-------- Recorded data --------
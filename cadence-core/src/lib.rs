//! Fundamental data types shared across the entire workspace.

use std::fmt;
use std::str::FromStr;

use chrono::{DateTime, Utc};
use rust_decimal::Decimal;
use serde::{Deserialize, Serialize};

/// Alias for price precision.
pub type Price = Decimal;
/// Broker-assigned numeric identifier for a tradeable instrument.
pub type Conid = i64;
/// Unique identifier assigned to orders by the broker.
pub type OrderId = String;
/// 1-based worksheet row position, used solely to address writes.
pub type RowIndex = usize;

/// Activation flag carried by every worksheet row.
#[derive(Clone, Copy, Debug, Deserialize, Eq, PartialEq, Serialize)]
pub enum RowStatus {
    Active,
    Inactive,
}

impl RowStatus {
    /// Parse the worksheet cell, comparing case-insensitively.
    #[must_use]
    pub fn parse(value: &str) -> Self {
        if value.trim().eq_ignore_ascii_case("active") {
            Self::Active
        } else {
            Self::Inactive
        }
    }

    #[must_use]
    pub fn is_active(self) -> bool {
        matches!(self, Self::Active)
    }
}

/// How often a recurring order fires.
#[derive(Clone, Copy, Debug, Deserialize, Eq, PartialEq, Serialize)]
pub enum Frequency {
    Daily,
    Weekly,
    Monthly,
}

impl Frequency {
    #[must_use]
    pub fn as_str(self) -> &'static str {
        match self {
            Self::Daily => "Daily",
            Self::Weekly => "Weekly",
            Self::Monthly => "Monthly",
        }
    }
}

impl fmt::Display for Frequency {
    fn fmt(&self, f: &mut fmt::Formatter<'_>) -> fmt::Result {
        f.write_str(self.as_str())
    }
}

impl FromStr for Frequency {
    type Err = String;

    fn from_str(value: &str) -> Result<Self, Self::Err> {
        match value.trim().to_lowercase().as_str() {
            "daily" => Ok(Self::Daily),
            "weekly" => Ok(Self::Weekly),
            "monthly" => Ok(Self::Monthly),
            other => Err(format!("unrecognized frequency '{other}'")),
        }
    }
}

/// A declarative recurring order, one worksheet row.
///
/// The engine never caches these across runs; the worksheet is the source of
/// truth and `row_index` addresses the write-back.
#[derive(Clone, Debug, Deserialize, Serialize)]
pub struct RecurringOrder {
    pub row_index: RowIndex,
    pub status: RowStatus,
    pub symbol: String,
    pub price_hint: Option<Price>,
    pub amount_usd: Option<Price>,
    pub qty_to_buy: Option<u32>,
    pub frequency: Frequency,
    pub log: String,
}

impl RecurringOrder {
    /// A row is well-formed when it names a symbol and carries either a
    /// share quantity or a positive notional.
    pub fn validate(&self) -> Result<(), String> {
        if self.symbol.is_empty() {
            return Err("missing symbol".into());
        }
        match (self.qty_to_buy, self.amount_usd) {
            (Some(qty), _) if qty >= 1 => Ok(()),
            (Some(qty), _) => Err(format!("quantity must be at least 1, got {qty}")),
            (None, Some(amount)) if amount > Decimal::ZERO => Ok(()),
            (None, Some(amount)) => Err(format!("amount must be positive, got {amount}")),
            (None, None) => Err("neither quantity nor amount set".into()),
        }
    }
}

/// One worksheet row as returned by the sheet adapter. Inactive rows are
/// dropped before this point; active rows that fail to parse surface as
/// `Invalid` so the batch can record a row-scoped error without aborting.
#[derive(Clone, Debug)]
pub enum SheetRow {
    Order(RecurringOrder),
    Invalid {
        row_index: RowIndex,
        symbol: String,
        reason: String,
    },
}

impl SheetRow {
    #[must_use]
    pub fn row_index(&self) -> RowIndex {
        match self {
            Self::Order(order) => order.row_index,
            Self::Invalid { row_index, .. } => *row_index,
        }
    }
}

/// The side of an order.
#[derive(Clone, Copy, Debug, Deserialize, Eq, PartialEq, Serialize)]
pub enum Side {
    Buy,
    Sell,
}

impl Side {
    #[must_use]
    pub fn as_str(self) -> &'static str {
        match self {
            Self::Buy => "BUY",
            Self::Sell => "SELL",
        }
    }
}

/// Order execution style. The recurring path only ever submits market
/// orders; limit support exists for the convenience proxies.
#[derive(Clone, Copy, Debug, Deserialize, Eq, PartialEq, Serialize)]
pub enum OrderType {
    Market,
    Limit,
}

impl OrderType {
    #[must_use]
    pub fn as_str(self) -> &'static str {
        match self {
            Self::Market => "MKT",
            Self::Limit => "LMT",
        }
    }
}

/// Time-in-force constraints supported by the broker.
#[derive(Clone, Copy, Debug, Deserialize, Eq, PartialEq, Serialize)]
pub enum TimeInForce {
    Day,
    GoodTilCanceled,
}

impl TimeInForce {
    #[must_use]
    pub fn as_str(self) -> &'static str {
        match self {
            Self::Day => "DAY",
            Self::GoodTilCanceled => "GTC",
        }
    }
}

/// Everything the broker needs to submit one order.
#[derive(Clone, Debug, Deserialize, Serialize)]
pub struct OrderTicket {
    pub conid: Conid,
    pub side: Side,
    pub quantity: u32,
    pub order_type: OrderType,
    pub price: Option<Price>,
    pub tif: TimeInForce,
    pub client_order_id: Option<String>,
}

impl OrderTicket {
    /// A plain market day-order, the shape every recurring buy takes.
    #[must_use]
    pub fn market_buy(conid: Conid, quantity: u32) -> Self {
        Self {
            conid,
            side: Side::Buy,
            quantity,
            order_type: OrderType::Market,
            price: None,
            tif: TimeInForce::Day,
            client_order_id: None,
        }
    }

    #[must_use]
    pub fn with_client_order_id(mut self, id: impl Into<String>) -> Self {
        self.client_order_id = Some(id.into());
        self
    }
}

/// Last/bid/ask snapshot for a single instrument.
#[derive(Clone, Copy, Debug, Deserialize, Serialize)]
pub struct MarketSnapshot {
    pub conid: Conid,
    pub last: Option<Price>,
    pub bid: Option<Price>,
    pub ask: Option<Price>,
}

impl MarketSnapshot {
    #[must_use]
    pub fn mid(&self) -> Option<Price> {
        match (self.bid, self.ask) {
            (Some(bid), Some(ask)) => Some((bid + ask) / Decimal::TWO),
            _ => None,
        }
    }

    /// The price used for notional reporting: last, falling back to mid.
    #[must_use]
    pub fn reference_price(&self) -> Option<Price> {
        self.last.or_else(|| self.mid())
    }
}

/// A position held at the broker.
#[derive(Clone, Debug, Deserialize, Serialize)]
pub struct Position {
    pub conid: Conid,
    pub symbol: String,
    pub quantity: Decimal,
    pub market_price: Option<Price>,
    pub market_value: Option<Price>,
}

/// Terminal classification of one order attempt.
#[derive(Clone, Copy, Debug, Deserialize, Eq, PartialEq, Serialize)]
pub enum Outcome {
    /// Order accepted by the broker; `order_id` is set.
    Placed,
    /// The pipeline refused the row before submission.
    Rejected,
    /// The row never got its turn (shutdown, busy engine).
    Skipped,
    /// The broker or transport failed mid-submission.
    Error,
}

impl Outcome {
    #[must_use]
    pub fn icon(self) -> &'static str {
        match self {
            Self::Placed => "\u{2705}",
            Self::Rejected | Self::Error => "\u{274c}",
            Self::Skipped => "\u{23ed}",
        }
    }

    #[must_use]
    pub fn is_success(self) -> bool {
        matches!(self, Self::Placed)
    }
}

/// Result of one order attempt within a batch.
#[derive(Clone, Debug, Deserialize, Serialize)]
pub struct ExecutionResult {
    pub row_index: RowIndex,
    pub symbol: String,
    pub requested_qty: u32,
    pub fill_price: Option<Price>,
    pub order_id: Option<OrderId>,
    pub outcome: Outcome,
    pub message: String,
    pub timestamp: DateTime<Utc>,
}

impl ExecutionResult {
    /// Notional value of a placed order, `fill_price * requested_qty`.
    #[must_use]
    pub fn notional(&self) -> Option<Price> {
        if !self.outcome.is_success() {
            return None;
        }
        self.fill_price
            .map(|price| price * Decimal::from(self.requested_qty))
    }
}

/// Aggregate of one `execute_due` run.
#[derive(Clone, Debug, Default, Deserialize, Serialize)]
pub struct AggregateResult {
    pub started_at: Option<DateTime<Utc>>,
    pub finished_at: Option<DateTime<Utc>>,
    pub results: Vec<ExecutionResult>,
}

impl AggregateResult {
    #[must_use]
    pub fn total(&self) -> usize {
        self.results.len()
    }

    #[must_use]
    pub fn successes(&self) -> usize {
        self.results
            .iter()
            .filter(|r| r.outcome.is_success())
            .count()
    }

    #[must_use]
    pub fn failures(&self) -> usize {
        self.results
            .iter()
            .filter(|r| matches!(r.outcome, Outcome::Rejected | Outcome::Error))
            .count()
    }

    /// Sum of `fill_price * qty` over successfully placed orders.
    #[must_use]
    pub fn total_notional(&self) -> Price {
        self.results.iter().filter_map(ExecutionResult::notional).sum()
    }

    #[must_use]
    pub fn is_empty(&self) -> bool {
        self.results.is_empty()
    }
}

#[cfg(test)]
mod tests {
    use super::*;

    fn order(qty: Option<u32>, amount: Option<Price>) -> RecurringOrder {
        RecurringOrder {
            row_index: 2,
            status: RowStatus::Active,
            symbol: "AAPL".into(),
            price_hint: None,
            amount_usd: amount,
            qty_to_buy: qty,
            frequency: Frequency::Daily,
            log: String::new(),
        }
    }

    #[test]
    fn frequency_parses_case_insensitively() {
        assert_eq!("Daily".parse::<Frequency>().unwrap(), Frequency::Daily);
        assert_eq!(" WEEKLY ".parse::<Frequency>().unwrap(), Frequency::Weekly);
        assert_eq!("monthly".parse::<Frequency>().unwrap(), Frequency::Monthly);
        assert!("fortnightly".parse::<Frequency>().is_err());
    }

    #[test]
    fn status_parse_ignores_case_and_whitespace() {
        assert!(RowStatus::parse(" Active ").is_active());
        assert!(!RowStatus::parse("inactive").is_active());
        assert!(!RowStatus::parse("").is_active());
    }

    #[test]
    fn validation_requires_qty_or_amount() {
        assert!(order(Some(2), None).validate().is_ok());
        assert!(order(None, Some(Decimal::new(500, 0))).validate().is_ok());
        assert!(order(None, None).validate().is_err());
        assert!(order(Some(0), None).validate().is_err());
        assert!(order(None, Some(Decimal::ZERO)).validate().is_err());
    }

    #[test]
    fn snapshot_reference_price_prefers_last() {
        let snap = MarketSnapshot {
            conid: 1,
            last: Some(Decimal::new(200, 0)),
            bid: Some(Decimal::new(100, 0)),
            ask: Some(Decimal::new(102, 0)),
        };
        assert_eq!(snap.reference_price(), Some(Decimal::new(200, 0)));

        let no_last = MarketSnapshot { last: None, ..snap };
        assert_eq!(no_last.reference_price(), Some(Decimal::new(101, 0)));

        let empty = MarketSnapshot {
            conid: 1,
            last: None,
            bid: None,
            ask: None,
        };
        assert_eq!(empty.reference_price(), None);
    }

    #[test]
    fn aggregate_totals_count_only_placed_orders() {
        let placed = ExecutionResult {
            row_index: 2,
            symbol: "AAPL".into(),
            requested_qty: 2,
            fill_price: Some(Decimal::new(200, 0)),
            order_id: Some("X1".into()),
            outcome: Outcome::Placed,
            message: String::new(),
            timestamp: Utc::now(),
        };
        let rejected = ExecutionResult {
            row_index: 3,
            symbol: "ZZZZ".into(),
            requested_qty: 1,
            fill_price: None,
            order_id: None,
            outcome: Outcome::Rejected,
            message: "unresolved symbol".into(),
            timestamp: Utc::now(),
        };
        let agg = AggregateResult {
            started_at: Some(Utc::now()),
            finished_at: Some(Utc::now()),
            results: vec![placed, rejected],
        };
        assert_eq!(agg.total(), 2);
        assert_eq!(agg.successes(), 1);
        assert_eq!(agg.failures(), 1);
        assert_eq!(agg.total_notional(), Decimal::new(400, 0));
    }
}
--------
-------- Recorded data --------
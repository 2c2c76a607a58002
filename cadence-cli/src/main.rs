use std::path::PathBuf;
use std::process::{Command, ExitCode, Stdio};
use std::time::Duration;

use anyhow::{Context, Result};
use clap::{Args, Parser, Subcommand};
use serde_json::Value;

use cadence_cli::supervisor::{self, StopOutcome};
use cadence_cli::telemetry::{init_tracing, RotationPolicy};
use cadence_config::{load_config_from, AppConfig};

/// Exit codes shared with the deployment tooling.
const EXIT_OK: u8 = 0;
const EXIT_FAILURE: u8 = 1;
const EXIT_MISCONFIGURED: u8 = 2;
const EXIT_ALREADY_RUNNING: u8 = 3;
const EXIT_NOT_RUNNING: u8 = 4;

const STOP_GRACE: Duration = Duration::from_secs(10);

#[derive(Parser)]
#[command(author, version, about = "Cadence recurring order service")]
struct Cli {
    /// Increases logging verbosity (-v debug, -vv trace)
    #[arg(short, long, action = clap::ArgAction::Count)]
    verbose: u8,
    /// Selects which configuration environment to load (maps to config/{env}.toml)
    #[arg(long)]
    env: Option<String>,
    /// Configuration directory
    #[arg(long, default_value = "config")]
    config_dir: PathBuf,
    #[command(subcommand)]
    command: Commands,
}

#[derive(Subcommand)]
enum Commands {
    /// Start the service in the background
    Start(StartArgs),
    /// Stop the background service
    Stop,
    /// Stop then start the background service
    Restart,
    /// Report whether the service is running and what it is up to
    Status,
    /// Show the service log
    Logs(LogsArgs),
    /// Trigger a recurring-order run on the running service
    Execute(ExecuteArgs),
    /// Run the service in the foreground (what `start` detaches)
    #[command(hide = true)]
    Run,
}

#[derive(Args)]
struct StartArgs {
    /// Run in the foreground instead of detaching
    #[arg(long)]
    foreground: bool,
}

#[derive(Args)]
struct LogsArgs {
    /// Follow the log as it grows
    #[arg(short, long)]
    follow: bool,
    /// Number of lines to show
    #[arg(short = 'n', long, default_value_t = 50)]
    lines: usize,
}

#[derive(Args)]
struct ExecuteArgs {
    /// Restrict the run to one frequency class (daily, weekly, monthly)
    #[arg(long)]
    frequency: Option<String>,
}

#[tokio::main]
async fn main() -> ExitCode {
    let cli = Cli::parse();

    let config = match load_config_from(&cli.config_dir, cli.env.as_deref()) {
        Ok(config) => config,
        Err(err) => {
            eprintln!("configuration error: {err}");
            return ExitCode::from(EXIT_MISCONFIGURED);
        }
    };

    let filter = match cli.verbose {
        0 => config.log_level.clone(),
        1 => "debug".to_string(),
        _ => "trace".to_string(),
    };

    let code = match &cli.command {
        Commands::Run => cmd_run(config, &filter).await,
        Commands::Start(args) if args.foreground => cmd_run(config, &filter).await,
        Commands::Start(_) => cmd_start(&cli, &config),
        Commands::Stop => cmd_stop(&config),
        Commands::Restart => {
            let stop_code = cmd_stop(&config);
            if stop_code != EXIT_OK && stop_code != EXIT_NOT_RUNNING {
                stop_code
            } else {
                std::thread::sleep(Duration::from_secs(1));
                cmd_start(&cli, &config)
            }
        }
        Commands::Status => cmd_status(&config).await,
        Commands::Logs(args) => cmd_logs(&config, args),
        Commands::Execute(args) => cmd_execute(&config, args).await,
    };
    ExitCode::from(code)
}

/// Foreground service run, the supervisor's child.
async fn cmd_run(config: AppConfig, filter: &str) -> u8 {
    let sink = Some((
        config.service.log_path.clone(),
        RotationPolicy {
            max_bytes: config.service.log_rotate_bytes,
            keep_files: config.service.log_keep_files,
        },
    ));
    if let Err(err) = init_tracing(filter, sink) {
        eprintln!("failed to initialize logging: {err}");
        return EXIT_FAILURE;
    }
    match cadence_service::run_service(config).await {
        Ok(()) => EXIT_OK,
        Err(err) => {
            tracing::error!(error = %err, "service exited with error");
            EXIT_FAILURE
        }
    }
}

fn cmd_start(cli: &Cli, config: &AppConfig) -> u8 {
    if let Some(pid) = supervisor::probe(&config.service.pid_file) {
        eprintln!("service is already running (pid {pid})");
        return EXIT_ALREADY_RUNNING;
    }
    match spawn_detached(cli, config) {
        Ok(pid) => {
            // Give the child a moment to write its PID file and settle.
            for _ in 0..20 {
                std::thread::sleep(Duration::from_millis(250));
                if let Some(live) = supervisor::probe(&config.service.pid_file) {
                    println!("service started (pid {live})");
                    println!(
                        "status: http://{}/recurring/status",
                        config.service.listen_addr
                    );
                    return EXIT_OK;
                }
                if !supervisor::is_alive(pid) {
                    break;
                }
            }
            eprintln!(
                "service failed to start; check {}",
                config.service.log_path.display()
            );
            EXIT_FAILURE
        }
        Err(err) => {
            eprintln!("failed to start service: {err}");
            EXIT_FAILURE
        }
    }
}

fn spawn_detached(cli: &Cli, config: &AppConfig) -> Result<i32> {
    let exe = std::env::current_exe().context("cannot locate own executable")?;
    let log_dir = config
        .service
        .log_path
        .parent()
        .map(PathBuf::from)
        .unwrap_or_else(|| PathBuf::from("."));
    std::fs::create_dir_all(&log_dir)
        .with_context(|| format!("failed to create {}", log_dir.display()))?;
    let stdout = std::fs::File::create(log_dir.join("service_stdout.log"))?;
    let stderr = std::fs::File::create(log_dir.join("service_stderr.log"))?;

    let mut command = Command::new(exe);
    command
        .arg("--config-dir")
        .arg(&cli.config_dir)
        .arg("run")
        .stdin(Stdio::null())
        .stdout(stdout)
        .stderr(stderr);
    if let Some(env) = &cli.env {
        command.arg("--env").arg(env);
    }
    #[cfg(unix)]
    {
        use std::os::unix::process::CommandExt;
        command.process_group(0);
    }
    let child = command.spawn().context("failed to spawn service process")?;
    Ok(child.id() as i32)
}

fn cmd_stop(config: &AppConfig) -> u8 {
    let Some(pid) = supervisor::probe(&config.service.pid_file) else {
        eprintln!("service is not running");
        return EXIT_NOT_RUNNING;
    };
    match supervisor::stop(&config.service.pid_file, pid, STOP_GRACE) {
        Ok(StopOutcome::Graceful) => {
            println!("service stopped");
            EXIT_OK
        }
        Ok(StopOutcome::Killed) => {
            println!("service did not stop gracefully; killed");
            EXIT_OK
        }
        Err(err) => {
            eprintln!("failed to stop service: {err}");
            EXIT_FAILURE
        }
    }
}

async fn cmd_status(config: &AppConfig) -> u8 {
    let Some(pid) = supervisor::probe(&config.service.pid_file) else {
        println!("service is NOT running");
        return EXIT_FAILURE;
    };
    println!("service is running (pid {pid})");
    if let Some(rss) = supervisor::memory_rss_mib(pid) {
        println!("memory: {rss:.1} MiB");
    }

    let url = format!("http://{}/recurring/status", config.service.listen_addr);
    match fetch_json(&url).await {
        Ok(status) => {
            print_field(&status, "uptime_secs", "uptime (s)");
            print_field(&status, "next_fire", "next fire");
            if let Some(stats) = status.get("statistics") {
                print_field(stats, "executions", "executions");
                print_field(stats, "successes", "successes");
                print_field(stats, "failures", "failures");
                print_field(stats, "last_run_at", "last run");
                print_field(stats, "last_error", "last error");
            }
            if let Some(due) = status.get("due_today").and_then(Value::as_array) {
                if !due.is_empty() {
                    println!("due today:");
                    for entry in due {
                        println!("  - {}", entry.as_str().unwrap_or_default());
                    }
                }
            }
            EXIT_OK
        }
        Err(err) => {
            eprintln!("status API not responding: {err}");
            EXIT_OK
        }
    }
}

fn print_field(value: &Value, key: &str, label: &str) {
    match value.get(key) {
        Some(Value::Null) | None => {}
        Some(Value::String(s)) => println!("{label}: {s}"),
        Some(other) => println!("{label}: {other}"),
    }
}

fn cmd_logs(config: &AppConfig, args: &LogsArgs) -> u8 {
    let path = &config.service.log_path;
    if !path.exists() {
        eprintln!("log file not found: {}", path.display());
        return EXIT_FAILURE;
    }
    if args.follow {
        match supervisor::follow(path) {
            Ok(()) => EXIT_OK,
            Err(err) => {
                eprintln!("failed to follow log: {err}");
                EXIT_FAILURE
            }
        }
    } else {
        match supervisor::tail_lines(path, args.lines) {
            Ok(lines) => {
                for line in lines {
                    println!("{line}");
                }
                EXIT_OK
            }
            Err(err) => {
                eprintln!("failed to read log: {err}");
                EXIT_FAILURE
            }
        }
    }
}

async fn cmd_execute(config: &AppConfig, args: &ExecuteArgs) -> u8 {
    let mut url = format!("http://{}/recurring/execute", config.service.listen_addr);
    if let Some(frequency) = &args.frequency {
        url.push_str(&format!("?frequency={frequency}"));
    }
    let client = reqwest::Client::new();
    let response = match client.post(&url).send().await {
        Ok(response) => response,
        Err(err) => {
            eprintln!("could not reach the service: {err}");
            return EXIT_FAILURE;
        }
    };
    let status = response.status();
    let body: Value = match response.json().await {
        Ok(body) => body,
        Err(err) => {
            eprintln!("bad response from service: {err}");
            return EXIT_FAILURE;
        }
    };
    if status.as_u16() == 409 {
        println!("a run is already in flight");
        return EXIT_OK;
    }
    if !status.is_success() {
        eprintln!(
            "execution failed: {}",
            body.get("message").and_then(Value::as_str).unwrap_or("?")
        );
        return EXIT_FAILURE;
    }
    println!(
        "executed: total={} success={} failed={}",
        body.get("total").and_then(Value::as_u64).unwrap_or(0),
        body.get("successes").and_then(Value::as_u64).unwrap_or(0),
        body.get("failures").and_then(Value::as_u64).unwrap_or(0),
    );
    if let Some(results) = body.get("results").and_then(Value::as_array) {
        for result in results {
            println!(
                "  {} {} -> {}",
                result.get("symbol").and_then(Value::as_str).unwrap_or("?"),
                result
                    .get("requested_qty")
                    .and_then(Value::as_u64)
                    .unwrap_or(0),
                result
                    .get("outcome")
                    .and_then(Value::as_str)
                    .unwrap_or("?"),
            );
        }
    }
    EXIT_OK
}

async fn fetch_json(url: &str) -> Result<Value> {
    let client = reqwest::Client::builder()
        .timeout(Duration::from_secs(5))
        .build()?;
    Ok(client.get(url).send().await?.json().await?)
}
--------
-------- Recorded data --------
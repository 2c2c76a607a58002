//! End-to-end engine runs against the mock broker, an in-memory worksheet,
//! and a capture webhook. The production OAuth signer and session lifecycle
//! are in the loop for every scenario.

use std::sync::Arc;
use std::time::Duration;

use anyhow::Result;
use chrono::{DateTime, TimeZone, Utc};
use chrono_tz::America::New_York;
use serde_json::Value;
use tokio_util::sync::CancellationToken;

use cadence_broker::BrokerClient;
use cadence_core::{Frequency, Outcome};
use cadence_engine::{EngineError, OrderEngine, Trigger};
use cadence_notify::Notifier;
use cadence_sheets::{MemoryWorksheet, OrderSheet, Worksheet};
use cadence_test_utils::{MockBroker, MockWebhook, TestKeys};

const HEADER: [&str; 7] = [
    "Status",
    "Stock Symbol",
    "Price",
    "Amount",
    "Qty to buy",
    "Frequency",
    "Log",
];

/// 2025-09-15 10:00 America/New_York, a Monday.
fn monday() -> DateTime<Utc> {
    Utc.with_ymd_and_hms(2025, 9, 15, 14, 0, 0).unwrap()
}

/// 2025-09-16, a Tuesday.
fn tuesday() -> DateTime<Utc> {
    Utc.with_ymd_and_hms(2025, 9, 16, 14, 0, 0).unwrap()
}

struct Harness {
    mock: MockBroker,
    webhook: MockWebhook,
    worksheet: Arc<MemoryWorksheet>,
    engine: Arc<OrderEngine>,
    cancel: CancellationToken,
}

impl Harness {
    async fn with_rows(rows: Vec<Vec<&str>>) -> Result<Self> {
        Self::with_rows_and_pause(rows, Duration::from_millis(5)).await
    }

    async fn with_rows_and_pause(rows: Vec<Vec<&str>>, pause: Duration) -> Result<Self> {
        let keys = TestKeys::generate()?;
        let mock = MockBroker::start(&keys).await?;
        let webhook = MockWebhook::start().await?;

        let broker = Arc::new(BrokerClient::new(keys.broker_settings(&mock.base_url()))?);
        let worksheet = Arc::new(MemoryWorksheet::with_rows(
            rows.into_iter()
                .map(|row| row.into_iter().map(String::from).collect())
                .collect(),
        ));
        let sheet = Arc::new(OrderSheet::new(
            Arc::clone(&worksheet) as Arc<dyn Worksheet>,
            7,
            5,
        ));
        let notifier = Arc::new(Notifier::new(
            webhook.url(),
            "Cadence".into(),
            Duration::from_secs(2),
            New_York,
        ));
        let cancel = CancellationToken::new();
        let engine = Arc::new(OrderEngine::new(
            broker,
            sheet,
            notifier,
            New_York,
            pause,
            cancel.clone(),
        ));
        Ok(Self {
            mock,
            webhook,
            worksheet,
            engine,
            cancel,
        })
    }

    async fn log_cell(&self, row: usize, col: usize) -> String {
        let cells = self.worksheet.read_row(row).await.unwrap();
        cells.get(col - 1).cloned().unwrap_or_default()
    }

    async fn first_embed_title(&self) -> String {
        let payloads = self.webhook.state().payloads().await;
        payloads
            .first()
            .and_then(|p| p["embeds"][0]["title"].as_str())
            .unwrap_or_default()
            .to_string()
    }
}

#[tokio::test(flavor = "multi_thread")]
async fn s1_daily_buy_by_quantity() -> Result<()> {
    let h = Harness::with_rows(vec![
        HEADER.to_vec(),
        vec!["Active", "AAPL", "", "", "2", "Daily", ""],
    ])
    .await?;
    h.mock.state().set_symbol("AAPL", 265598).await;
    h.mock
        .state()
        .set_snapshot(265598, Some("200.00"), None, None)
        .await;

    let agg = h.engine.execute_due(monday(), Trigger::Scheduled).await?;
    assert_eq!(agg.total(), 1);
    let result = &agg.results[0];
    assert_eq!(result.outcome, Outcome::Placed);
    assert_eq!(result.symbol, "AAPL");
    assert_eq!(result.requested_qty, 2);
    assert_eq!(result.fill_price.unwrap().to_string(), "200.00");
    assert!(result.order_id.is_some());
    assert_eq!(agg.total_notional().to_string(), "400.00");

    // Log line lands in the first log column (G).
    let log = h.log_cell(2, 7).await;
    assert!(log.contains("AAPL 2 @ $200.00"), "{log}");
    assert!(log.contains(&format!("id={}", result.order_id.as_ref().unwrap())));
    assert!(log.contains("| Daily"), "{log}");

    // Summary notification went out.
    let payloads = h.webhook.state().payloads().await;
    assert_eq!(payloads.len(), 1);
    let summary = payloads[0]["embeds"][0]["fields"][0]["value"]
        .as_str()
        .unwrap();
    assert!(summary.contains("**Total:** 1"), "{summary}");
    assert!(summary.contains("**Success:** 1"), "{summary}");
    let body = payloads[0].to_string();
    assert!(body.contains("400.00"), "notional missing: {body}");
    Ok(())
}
--------
## Exercise description
Of the lines above, copy each that contains "stderr".

## Your solution
    let stderr = std::fs::File::create(log_dir.join("service_stderr.log"))?;
        .stderr(stderr);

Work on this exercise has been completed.